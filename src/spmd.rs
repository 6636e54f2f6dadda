//! SPMD collectives: broadcast, reduce, gather
//!
//! The kernel is single-program-multiple-data: every rank runs the same
//! service loop over a disjoint slice of configurations and synchronizes
//! through three collectives. [`Collective`] is the seam; two
//! implementations ship:
//!
//! - [`SingleRank`] — the degenerate one-process grid; every collective is
//!   a no-op and the reduce returns the local sum unchanged.
//! - [`ThreadComm`] — a channel-backed rank grid for in-process workers.
//!   The root clones the parameter vector to every worker per round;
//!   workers ship their residual slices back and the root merges them into
//!   its own buffer in place, exactly like a gather-with-displacements.
//!
//! Message ordering per worker is FIFO, but workers drain at their own
//! pace, so a fast worker's gather payload can arrive while the root is
//! still collecting reduce messages. The root endpoint buffers
//! out-of-phase messages instead of treating them as protocol errors.
//!
//! Stress slices ride along in every gather; when stresses are disabled
//! they are zero-filled slots and cost nothing to merge.

#![forbid(unsafe_code)]
#![allow(missing_docs)]

use std::collections::VecDeque;
use std::sync::Arc;

use crossbeam_channel::{unbounded, Receiver, Sender};
use serde::{Deserialize, Serialize};
use tracing::trace;

use crate::model::{Configuration, ResidualLayout};

/// The driving rank.
pub const ROOT: usize = 0;

/// Errors surfaced by the channel-backed collectives.
#[derive(Debug, thiserror::Error)]
pub enum SpmdError {
    #[error("rank channel disconnected")]
    Disconnected,
    #[error("broadcast length mismatch (got {got}, expected {want})")]
    Shape { got: usize, want: usize },
}

/// One rank's share of the configuration and atom sequences, plus the
/// displacement data the gather needs.
#[derive(Copy, Clone, Debug, Default, PartialEq, Eq, Serialize, Deserialize)]
pub struct Partition {
    pub firstconf: usize,
    pub nconf: usize,
    pub firstatom: usize,
    pub natoms: usize,
}

impl Partition {
    /// Everything on one rank.
    pub fn full(nconf: usize, natoms: usize) -> Self {
        Partition { firstconf: 0, nconf, firstatom: 0, natoms }
    }

    /// Contiguous block decomposition of whole configurations across
    /// `size` ranks. Configurations are never split; trailing ranks may
    /// come up empty when there are more ranks than configurations.
    pub fn split(configs: &[Configuration], size: usize) -> Vec<Partition> {
        let nconf = configs.len();
        let base = nconf / size;
        let rem = nconf % size;
        let mut parts = Vec::with_capacity(size);
        let mut firstconf = 0usize;
        for r in 0..size {
            let n = base + usize::from(r < rem);
            let firstatom = if firstconf < nconf {
                configs[firstconf].cnfstart
            } else {
                configs.last().map(|c| c.cnfstart + c.inconf).unwrap_or(0)
            };
            let natoms: usize = configs[firstconf..firstconf + n].iter().map(|c| c.inconf).sum();
            parts.push(Partition { firstconf, nconf: n, firstatom, natoms });
            firstconf += n;
        }
        parts
    }

    /// Range of configuration indices owned by this rank.
    #[inline]
    pub fn confs(&self) -> std::ops::Range<usize> {
        self.firstconf..self.firstconf + self.nconf
    }
}

/// The three blocking collectives the service loop suspends on.
pub trait Collective {
    fn rank(&self) -> usize;
    fn size(&self) -> usize;
    fn partition(&self) -> Partition;

    /// Root sends its parameter vector and flag; workers overwrite theirs.
    fn broadcast(&mut self, xi: &mut [f64], flag: &mut i32) -> Result<(), SpmdError>;

    /// Root sends the live calc-table samples; workers overwrite theirs.
    /// Used by the flag-2 synchronization round.
    fn broadcast_table(&mut self, calc: &mut [f64]) -> Result<(), SpmdError>;

    /// Sum the local cost onto the root. The root receives the global sum;
    /// workers get their local value echoed back.
    fn reduce_sum(&mut self, local: f64) -> Result<f64, SpmdError>;

    /// Merge every rank's residual slices into the root's buffer (in
    /// place on the root). Workers send, the root receives.
    fn gather(&mut self, layout: &ResidualLayout, forces: &mut [f64]) -> Result<(), SpmdError>;
}

/// The one-rank grid: no communication at all.
#[derive(Debug, Clone)]
pub struct SingleRank {
    part: Partition,
}

impl SingleRank {
    pub fn new(nconf: usize, natoms: usize) -> Self {
        SingleRank { part: Partition::full(nconf, natoms) }
    }
}

impl Collective for SingleRank {
    fn rank(&self) -> usize {
        ROOT
    }
    fn size(&self) -> usize {
        1
    }
    fn partition(&self) -> Partition {
        self.part
    }
    fn broadcast(&mut self, _xi: &mut [f64], _flag: &mut i32) -> Result<(), SpmdError> {
        Ok(())
    }
    fn broadcast_table(&mut self, _calc: &mut [f64]) -> Result<(), SpmdError> {
        Ok(())
    }
    fn reduce_sum(&mut self, local: f64) -> Result<f64, SpmdError> {
        Ok(local)
    }
    fn gather(&mut self, _layout: &ResidualLayout, _forces: &mut [f64]) -> Result<(), SpmdError> {
        Ok(())
    }
}

enum Down {
    Bcast { xi: Vec<f64>, flag: i32 },
    Table(Vec<f64>),
}

enum Up {
    Sum { value: f64 },
    Slices { rank: usize, atoms: Vec<f64>, energies: Vec<f64>, stresses: Vec<f64> },
}

/// Channel-backed rank grid for in-process SPMD.
pub struct ThreadComm {
    rank: usize,
    parts: Arc<Vec<Partition>>,
    // Root side.
    downs: Vec<Sender<Down>>,
    up_rx: Option<Receiver<Up>>,
    pending_sums: VecDeque<f64>,
    pending_slices: VecDeque<(usize, Vec<f64>, Vec<f64>, Vec<f64>)>,
    // Worker side.
    down_rx: Option<Receiver<Down>>,
    up_tx: Option<Sender<Up>>,
}

impl ThreadComm {
    /// Build one endpoint per rank; endpoint `0` is the root. Hand the
    /// others to worker threads.
    pub fn grid(parts: Vec<Partition>) -> Vec<ThreadComm> {
        let size = parts.len();
        let parts = Arc::new(parts);
        let (up_tx, up_rx) = unbounded();
        let mut downs = Vec::with_capacity(size - 1);
        let mut workers = Vec::with_capacity(size - 1);
        for rank in 1..size {
            let (tx, rx) = unbounded();
            downs.push(tx);
            workers.push(ThreadComm {
                rank,
                parts: Arc::clone(&parts),
                downs: Vec::new(),
                up_rx: None,
                pending_sums: VecDeque::new(),
                pending_slices: VecDeque::new(),
                down_rx: Some(rx),
                up_tx: Some(up_tx.clone()),
            });
        }
        let root = ThreadComm {
            rank: ROOT,
            parts,
            downs,
            up_rx: Some(up_rx),
            pending_sums: VecDeque::new(),
            pending_slices: VecDeque::new(),
            down_rx: None,
            up_tx: None,
        };
        let mut all = vec![root];
        all.extend(workers);
        all
    }

    fn recv_down(&self) -> Result<Down, SpmdError> {
        self.down_rx
            .as_ref()
            .expect("worker endpoint")
            .recv()
            .map_err(|_| SpmdError::Disconnected)
    }

    /// Pop the next reduce message, buffering gather payloads that arrived
    /// early from fast workers.
    fn next_sum(&mut self) -> Result<f64, SpmdError> {
        loop {
            if let Some(v) = self.pending_sums.pop_front() {
                return Ok(v);
            }
            match self.up_rx.as_ref().expect("root endpoint").recv() {
                Ok(Up::Sum { value }) => return Ok(value),
                Ok(Up::Slices { rank, atoms, energies, stresses }) => {
                    self.pending_slices.push_back((rank, atoms, energies, stresses));
                }
                Err(_) => return Err(SpmdError::Disconnected),
            }
        }
    }

    fn next_slices(&mut self) -> Result<(usize, Vec<f64>, Vec<f64>, Vec<f64>), SpmdError> {
        loop {
            if let Some(s) = self.pending_slices.pop_front() {
                return Ok(s);
            }
            match self.up_rx.as_ref().expect("root endpoint").recv() {
                Ok(Up::Slices { rank, atoms, energies, stresses }) => {
                    return Ok((rank, atoms, energies, stresses));
                }
                Ok(Up::Sum { value }) => self.pending_sums.push_back(value),
                Err(_) => return Err(SpmdError::Disconnected),
            }
        }
    }
}

impl Collective for ThreadComm {
    fn rank(&self) -> usize {
        self.rank
    }

    fn size(&self) -> usize {
        self.parts.len()
    }

    fn partition(&self) -> Partition {
        self.parts[self.rank]
    }

    fn broadcast(&mut self, xi: &mut [f64], flag: &mut i32) -> Result<(), SpmdError> {
        if self.rank == ROOT {
            trace!(flag = *flag, len = xi.len(), "broadcast parameters");
            for tx in &self.downs {
                tx.send(Down::Bcast { xi: xi.to_vec(), flag: *flag })
                    .map_err(|_| SpmdError::Disconnected)?;
            }
            Ok(())
        } else {
            match self.recv_down()? {
                Down::Bcast { xi: v, flag: f } => {
                    if v.len() != xi.len() {
                        return Err(SpmdError::Shape { got: v.len(), want: xi.len() });
                    }
                    xi.copy_from_slice(&v);
                    *flag = f;
                    Ok(())
                }
                Down::Table(_) => Err(SpmdError::Shape { got: 0, want: xi.len() }),
            }
        }
    }

    fn broadcast_table(&mut self, calc: &mut [f64]) -> Result<(), SpmdError> {
        if self.rank == ROOT {
            trace!(len = calc.len(), "broadcast calc table");
            for tx in &self.downs {
                tx.send(Down::Table(calc.to_vec())).map_err(|_| SpmdError::Disconnected)?;
            }
            Ok(())
        } else {
            match self.recv_down()? {
                Down::Table(v) => {
                    if v.len() != calc.len() {
                        return Err(SpmdError::Shape { got: v.len(), want: calc.len() });
                    }
                    calc.copy_from_slice(&v);
                    Ok(())
                }
                Down::Bcast { xi, .. } => Err(SpmdError::Shape { got: xi.len(), want: calc.len() }),
            }
        }
    }

    fn reduce_sum(&mut self, local: f64) -> Result<f64, SpmdError> {
        if self.rank == ROOT {
            let mut sum = local;
            for _ in 1..self.size() {
                sum += self.next_sum()?;
            }
            Ok(sum)
        } else {
            self.up_tx
                .as_ref()
                .expect("worker endpoint")
                .send(Up::Sum { value: local })
                .map_err(|_| SpmdError::Disconnected)?;
            Ok(local)
        }
    }

    fn gather(&mut self, layout: &ResidualLayout, forces: &mut [f64]) -> Result<(), SpmdError> {
        if self.rank == ROOT {
            for _ in 1..self.size() {
                let (rank, atoms, energies, stresses) = self.next_slices()?;
                let p = self.parts[rank];
                if atoms.len() != 3 * p.natoms
                    || energies.len() != p.nconf
                    || stresses.len() != 6 * p.nconf
                {
                    return Err(SpmdError::Shape { got: atoms.len(), want: 3 * p.natoms });
                }
                forces[3 * p.firstatom..3 * (p.firstatom + p.natoms)].copy_from_slice(&atoms);
                let e = layout.energy_p() + p.firstconf;
                forces[e..e + p.nconf].copy_from_slice(&energies);
                let s = layout.stress_p() + 6 * p.firstconf;
                forces[s..s + 6 * p.nconf].copy_from_slice(&stresses);
            }
            Ok(())
        } else {
            let p = self.partition();
            let atoms = forces[3 * p.firstatom..3 * (p.firstatom + p.natoms)].to_vec();
            let e = layout.energy_p() + p.firstconf;
            let energies = forces[e..e + p.nconf].to_vec();
            let s = layout.stress_p() + 6 * p.firstconf;
            let stresses = forces[s..s + 6 * p.nconf].to_vec();
            self.up_tx
                .as_ref()
                .expect("worker endpoint")
                .send(Up::Slices { rank: self.rank, atoms, energies, stresses })
                .map_err(|_| SpmdError::Disconnected)?;
            Ok(())
        }
    }
}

## Brief
Wherever the word "stresses" occurs in a line of the listing, copy that line.

## Answer space
//! Stress slices ride along in every gather; when stresses are disabled
    Slices { rank: usize, atoms: Vec<f64>, energies: Vec<f64>, stresses: Vec<f64> },
                Ok(Up::Slices { rank, atoms, energies, stresses }) => {
                    self.pending_slices.push_back((rank, atoms, energies, stresses));
                Ok(Up::Slices { rank, atoms, energies, stresses }) => {
                    return Ok((rank, atoms, energies, stresses));
                let (rank, atoms, energies, stresses) = self.next_slices()?;
                    || stresses.len() != 6 * p.nconf
                forces[s..s + 6 * p.nconf].copy_from_slice(&stresses);
            let stresses = forces[s..s + 6 * p.nconf].to_vec();
                .send(Up::Slices { rank: self.rank, atoms, energies, stresses })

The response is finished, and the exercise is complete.